++++ Exercise input ++++
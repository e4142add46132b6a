//! Simulation events and the bounded event log.

use crate::meal::Meal;

/// What kind of simulation event occurred.
#[derive(Debug, Clone, PartialEq)]
pub enum PetEventKind {
    /// The pet entered the sleep window.
    FellAsleep,
    /// The pet left the sleep window.
    WokeUp,
    /// Hunger crossed the critical threshold upward.
    HungerCritical,
    /// Happiness crossed the critical threshold downward.
    HappinessCritical,
    /// The pet was fed.
    Fed {
        /// The meal that was served.
        meal: Meal,
    },
    /// The pet played with its keeper.
    Played,
    /// A mini-game session ended and its outcome was applied.
    MiniGameEnded {
        /// Final score of the session.
        score: u32,
        /// Stat bonus granted (0 for a manual stop).
        bonus: f64,
        /// Whether the session was stopped manually.
        stopped: bool,
    },
    /// A dropping appeared on the lawn.
    DroppingSpawned,
    /// The lawn was cleaned.
    LawnCleaned {
        /// Number of droppings removed.
        count: u32,
    },
    /// The pet's age advanced by at least one whole day.
    Birthday {
        /// New age in whole days.
        age_days: u32,
    },
}

/// A record of something that happened during simulation.
#[derive(Debug, Clone)]
pub struct PetEvent {
    /// The live tick when this event occurred.
    pub tick: u64,
    /// The specific kind of event.
    pub kind: PetEventKind,
    /// A human-readable description.
    pub description: String,
}

impl PetEvent {
    /// Create a new event.
    pub fn new(tick: u64, kind: PetEventKind, description: impl Into<String>) -> Self {
        Self {
            tick,
            kind,
            description: description.into(),
        }
    }
}

/// Accumulates events during a simulation session.
#[derive(Debug, Default)]
pub struct EventLog {
    events: Vec<PetEvent>,
    max_events: usize,
}

impl EventLog {
    /// Create a new log with the given capacity (0 = unlimited).
    pub fn new(max_events: usize) -> Self {
        Self {
            events: Vec::new(),
            max_events,
        }
    }

    /// Append an event, dropping the oldest if the log exceeds its capacity.
    pub fn push(&mut self, event: PetEvent) {
        self.events.push(event);
        if self.max_events > 0 && self.events.len() > self.max_events {
            let drain_count = self.events.len() - self.max_events;
            self.events.drain(..drain_count);
        }
    }

    /// All recorded events, oldest first.
    pub fn events(&self) -> &[PetEvent] {
        &self.events
    }

    /// Number of recorded events.
    pub fn len(&self) -> usize {
        self.events.len()
    }

    /// Whether the log is empty.
    pub fn is_empty(&self) -> bool {
        self.events.is_empty()
    }

    /// Remove all recorded events.
    pub fn clear(&mut self) {
        self.events.clear();
    }
}

#[cfg(test)]
mod tests {
    use super::*;

    #[test]
    fn push_and_query() {
        let mut log = EventLog::new(0);
        log.push(PetEvent::new(1, PetEventKind::Played, "played fetch"));
        assert_eq!(log.len(), 1);
        assert_eq!(log.events()[0].tick, 1);
        assert!(!log.is_empty());
    }

    #[test]
    fn capacity_trims_oldest() {
        let mut log = EventLog::new(2);
        for i in 0..5 {
            log.push(PetEvent::new(i, PetEventKind::Played, "test"));
        }
        assert_eq!(log.len(), 2);
        assert_eq!(log.events()[0].tick, 3);
        assert_eq!(log.events()[1].tick, 4);
    }

    #[test]
    fn unlimited_capacity() {
        let mut log = EventLog::new(0);
        for i in 0..1000 {
            log.push(PetEvent::new(i, PetEventKind::DroppingSpawned, "test"));
        }
        assert_eq!(log.len(), 1000);
    }

    #[test]
    fn clear_empties_log() {
        let mut log = EventLog::new(0);
        log.push(PetEvent::new(0, PetEventKind::WokeUp, "awake"));
        log.clear();
        assert!(log.is_empty());
    }
}
impl RemoteCore {
    /// Allocate and initialize a new remote-object segment.
    #[allow(clippy::too_many_arguments)]
    pub fn create(
        size: usize,
        family: u8,
        owner: &str,
        nbufs: i64,
        offset: i64,
        stride: i64,
        flags: CreateFlags,
    ) -> TaoResult<Self> {
        let (shmid, ptr) = segment::create(size, flags)?;
        let header = ptr as *mut RemoteHeader;
        unsafe {
            RemoteHeader::init_in_place(
                header,
                family,
                size as u64,
                shmid,
                flags.is_persistent(),
                owner,
                nbufs,
                offset,
                stride,
            )?;
        }
        Ok(RemoteCore {
            header,
            shmid,
            size,
            owns_segment: true,
        })
    }

    /// Attach to an existing remote object by id.
    pub fn attach(shmid: ShmId, expected_family: u8) -> TaoResult<Self> {
        let (ptr, size) = segment::attach(shmid)?;
        let header = ptr as *mut RemoteHeader;
        unsafe {
            (*header).base.validate(expected_family)?;
            (*header).base.add_attach();
        }
        Ok(RemoteCore {
            header,
            shmid,
            size,
            owns_segment: false,
        })
    }

    /// Borrow the header.
    pub fn header(&self) -> &RemoteHeader {
        unsafe { &*self.header }
    }

    /// Raw base pointer, for subclasses placing fields after this header.
    pub fn base_ptr(&self) -> *mut u8 {
        self.header as *mut u8
    }

    /// Segment size in bytes.
    pub fn size(&self) -> usize {
        self.size
    }

    /// Backing shmid.
    pub fn shmid(&self) -> ShmId {
        self.shmid
    }

    /// Family byte.
    pub fn family(&self) -> u8 {
        tag_family(self.header().base.type_tag)
    }

    /// Client side of the command queue: blocks until the server is ready
    /// to accept a command, writes `command`, and returns the serial the
    /// completion will carry.
    ///
    /// `write_args` runs with the base mutex held, immediately before the
    /// command code is written and the condition signaled; it should write
    /// any subclass-specific argument fields.
    pub fn queue_command(
        &self,
        command: Command,
        deadline: Deadline,
        write_args: impl FnOnce(),
    ) -> TaoResult<i64> {
        let header = self.header();
        let locked = self.timed_lock_base(deadline)?;
        if !locked {
            return Err(TaoError::Corrupted);
        }

        loop {
            let state = header.state();
            if state.is_dead() {
                self.unlock_base();
                return Err(TaoError::Unreachable);
            }
            let ready = header.command == Command::None as i32
                && matches!(state, State::Waiting | State::Working);
            if ready {
                break;
            }
            let status = self.wait_base(deadline);
            if status == Status::Timeout {
                self.unlock_base();
                return Err(TaoError::Timeout(
                    "command not acceptable in current state before deadline".into(),
                ));
            }
        }

        write_args();
        unsafe {
            std::ptr::addr_of_mut!((*self.header).command).write(command as i32);
        }
        let expected = header.ncmds() + 1;
        header.base.cond.broadcast();
        self.unlock_base();
        Ok(expected)
    }

    /// Client side of `wait_command`: blocks until `ncmds >=
    /// expected` or the server is gone.
    pub fn wait_command(&self, expected: i64, deadline: Deadline) -> TaoResult<()> {
        let header = self.header();
        self.timed_lock_base(deadline)?;
        loop {
            if header.ncmds() >= expected {
                self.unlock_base();
                return Ok(());
            }
            if header.state().is_dead() {
                self.unlock_base();
                return Err(TaoError::Unreachable);
            }
            let status = self.wait_base(deadline);
            if status == Status::Timeout {
                self.unlock_base();
                return Err(TaoError::Timeout("wait_command deadline elapsed".into()));
            }
        }
    }

    /// Client side of `wait_output`: waits for `remote.serial >=
    /// s_tgt`. Returns the target serial on success, `0` if the deadline
    /// simply elapsed with nothing yet to report, or one of three negative
    /// sentinels on the documented failure paths: `-1` if the ring has
    /// already overwritten the target slot, `-2` if the server died before
    /// publishing it, `-3` on an unexpected/corrupted condition.
    pub fn wait_output(&self, requested: i64, deadline: Deadline) -> i64 {
        let header = self.header();
        let _ = self.timed_lock_base(deadline);
        let nbufs = header.nbufs;
        loop {
            let serial = header.serial();
            let target = if requested > 0 { requested } else { serial + 1 };
            if serial >= target + nbufs {
                self.unlock_base();
                return -1;
            }
            if header.state().is_dead() && target > serial {
                self.unlock_base();
                return -2;
            }
            if serial >= target {
                self.unlock_base();
                return target;
            }
            let status = self.wait_base(deadline);
            if status == Status::Timeout {
                self.unlock_base();
                return 0;
            }
        }
    }

    /// Server side: run the event loop body once. Blocks (respecting
    /// `deadline`) until a command is pending, copies it out under the base
    /// mutex, and returns it for `execute` to act on outside the lock.
    pub fn next_command(&self, deadline: Deadline) -> TaoResult<Option<Command>> {
        let header = self.header();
        self.timed_lock_base(deadline)?;
        header.set_state(State::Waiting);
        loop {
            let cmd = Command::from_wire(header.command).unwrap_or(Command::None);
            if cmd != Command::None {
                self.unlock_base();
                return Ok(Some(cmd));
            }
            let status = self.wait_base(deadline);
            if status == Status::Timeout {
                self.unlock_base();
                return Ok(None);
            }
        }
    }

    /// Server side: mark the in-flight command as finished, transition to
    /// `next_state` (`Error` or `Quitting` on the documented failure/kill
    /// paths), bump `ncmds`, and notify waiters.
    pub fn complete_command(&self, next_state: State) {
        let header = self.header();
        self.lock_base();
        unsafe {
            std::ptr::addr_of_mut!((*self.header).command).write(Command::None as i32);
        }
        header.ncmds.fetch_add(1, Ordering::Release);
        header.set_state(next_state);
        header.base.cond.broadcast();
        self.unlock_base();
        info!(state = ?next_state, ncmds = header.ncmds(), "command completed");
    }

    /// Server side: publish frame `s = serial + 1` after the caller has
    /// already written the slot payload and the slot's own dataframe-header
    /// serial.
    pub fn publish(&self) -> i64 {
        let header = self.header();
        self.lock_base();
        let s = header.serial() + 1;
        header.serial.store(s, Ordering::Release);
        header.base.cond.broadcast();
        self.unlock_base();
        s
    }

    /// Server side: set the lifecycle state without going through the
    /// command queue, for transitions driven directly by the event loop
    /// (e.g. `Starting -> Working`).
    pub fn set_state(&self, s: State) {
        self.lock_base();
        self.header().set_state(s);
        self.header().base.cond.broadcast();
        self.unlock_base();
    }

    fn lock_base(&self) {
        self.header().base.mutex.lock();
    }

    fn unlock_base(&self) {
        self.header().base.mutex.unlock();
    }

    fn timed_lock_base(&self, deadline: Deadline) -> TaoResult<bool> {
        let status = match deadline {
            Deadline::Blocking => self.header().base.mutex.lock(),
            Deadline::NoWait => self.header().base.mutex.try_lock(),
            Deadline::Absolute(ts) => self.header().base.mutex.abstimed_lock(ts),
        };
        Ok(status == Status::Ok)
    }

    fn wait_base(&self, deadline: Deadline) -> Status {
        match deadline {
            Deadline::Blocking => self.header().base.cond.wait(&self.header().base.mutex),
            Deadline::NoWait => Status::Timeout,
            Deadline::Absolute(ts) => self
                .header()
                .base
                .cond
                .abstimed_wait(&self.header().base.mutex, ts),
        }
    }
}
/// A read-only view of an in-segment [`SensorConfigHeader`] and its
/// trailing tables, handed to [`RemoteSensor::with_active_config`]'s
/// closure while the base mutex is held.
pub struct SensorConfigView<'a> {
    header: &'a SensorConfigHeader,
    layout: &'a [i32],
    subs: &'a [SubImageDescriptor],
}

impl<'a> SensorConfigView<'a> {
    /// shmid of the camera this sensor is currently attached to.
    pub fn camera_shmid(&self) -> i32 {
        self.header.camera_shmid
    }
    /// Camera frame dimensions this configuration was computed for.
    pub fn camera_dims(&self) -> [i64; 2] {
        self.header.camera_dims
    }
    /// Sub-aperture pitch in pixels.
    pub fn pitch(&self) -> f64 {
        self.header.pitch
    }
    /// Centroiding threshold, as a fraction of peak flux.
    pub fn centroid_threshold(&self) -> f64 {
        self.header.centroid_threshold
    }
    /// Number of valid entries in `subs`.
    pub fn nsubs(&self) -> usize {
        self.header.nsubs as usize
    }
    /// The full layout grid, including unused (`-1`) cells up to capacity.
    pub fn layout(&self) -> &[i32] {
        self.layout
    }
    /// The valid prefix of the sub-image table, length [`Self::nsubs`].
    pub fn subs(&self) -> &[SubImageDescriptor] {
        &self.subs[..self.nsubs()]
    }
}

/// A single Shack-Hartmann sub-image measurement, written into the ring by
/// the server after each acquisition.
#[derive(Debug, Clone, Copy, Default)]
#[repr(C)]
pub struct ShMeasurement {
    /// Centroid x displacement from the reference position, in pixels.
    pub dx: f64,
    /// Centroid y displacement from the reference position, in pixels.
    pub dy: f64,
    /// Total flux measured in the sub-image.
    pub flux: f64,
    /// Whether flux exceeded the configured threshold.
    pub valid: bool,
}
++++
Aim of the exercise — Read through the data and copy every line where "session" shows up.

Output below —
    /// A mini-game session ended and its outcome was applied.
        /// Final score of the session.
        /// Whether the session was stopped manually.
/// Accumulates events during a simulation session.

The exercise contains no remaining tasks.